He pulled again. With slow, deliberate motions, the squatting man reached for the gun, broke it, loaded it, and scouted the sea.

  The floe was too far away. The water was filled with broken ice chips and lumps of bergy bits, all too small to hide the silhouette of the boat and its two passengers. Jared tried to look like an ice floe, but he didn’t think he was going to be able to fool the rifleman. The man stood and fitted his eye to the flange of the scope.

  Jared shipped the oars. He grabbed the woman beneath her armpits and lifted her to his lap. She was a dead weight, not fighting him. He turned her so that she faced shore. Jared hugged her, nestling his chin against her shoulder and holding her arms tight to her sides. The rifle wavered slightly. The second man scrambled out of the tent and looked toward the sea.

  Even with the scope, the Zodiac was far enough from shore to make missing it possible. But it wasn’t far enough away from the gun that Jared dared let go of the woman and grab for the outboard engine, which was still tilted up on the stern with its prop above the water. The engine was an unfamiliar make. Jared reached for the oars again, gripping the woman’s hips between his thighs. The rifle steadied.

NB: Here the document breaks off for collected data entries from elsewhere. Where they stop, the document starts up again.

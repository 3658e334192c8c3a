//! Actions

use serde::{Deserialize, Serialize};

use crate::card::{Card, Rank};

/// The payload for each kind of action a player can take. Legality and
/// effects live in [`Game`](crate::Game); the payload only names the intent.
#[derive(Debug, Clone, PartialEq, Serialize, Deserialize)]
#[serde(tag = "type", rename_all = "snake_case")]
pub enum ActionData {
    /// Draw the top card of the deck into the hand.
    DrawFromDeck,

    /// Draw the top discard straight into an existing book. Only available
    /// after laying down.
    DrawFromDiscardPileAndAddToBook { book_rank: Rank },

    /// Draw the top discard and start a new book with it plus the given
    /// cards from hand.
    DrawFromDiscardPileAndStartBook { cards: Vec<Card> },

    /// Discard a card from hand, ending the turn (or the round, when the
    /// discard goes out).
    DiscardCard { card: Card },

    /// Open for the round by starting several books at once. Their summed
    /// card values must meet the round's threshold.
    LayDownInitialBooks { books: Vec<Vec<Card>> },

    /// Open for the round, completing one of the books with the top
    /// discard.
    DrawFromDiscardPileAndLayDownInitialBooks {
        partial_book: Vec<Card>,
        books: Vec<Vec<Card>>,
    },

    /// Start a new book from cards in hand.
    StartBook { cards: Vec<Card> },

    /// Add cards from hand to an existing book.
    AddCardsFromHandToBook { cards: Vec<Card>, book_rank: Rank },
}

/// An action taken by a player, as submitted over the wire.
#[derive(Debug, Clone, PartialEq, Serialize, Deserialize)]
pub struct Action {
    /// The name of the player taking the action.
    pub player: String,
    /// The action payload.
    #[serde(flatten)]
    pub data: ActionData,
}

impl Action {
    /// Creates a new [`Action`].
    pub fn new<S: Into<String>>(player: S, data: ActionData) -> Self {
        Self {
            player: player.into(),
            data,
        }
    }
}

  A swell rose beneath the Zodiac, tilting its port side toward the sky on a wall of water. A smell of rotting fish, foul breath, and musty cellars rose from somewhere deep. Jared fought the balance of the little boat, trying to turn its nose into the wave, fighting with the oars.

  The shore vanished. Jared struggled for a glimpse of it, seeing instead a moving wall of gray-black, mottled flesh, the charcoal bulk of a humpback whale. The giant surfaced inches away from the Zodiac, between it and the shore.

  Jared threw the woman out of his way and lunged for the motor. He wrestled its mounts until something clicked and the prop sank toward the water. A keychain swung from the ignition. He grabbed for the key and twisted it. The motor whined, coughed, and roared to life.

  “Psyche!” someone shouted.

  The gunshot that followed echoed off the glacier, the promontory, the waves. The whale sank as Jared fishtailed the Zodiac toward the lee side of the little floe.

  * * *

  In the narrow lower bunk, in the dim cabin, Signy lifted her head and looked over Alan’s chest to the screen. It showed the Seattle studio:

  —Pilar sat on the floor, cross-legged, a keyboard and flat-screen in front of her. Beside her, lying on his belly, Jimmy spoke to her as he worked. They had the sound off.

  Signy drifted away again, and dreamed of rows of paper-doll Japanese children, tiny ones linked arm to arm. One end of the paper strip was fastened to a staff, and an unseen dancer waved it back and forth, making spirals and swirls in the dark air. The dolls seemed patient and resigned. Signy thought she would try to graph it and show it to Pilar; there was something very important in the pattern, somewhere.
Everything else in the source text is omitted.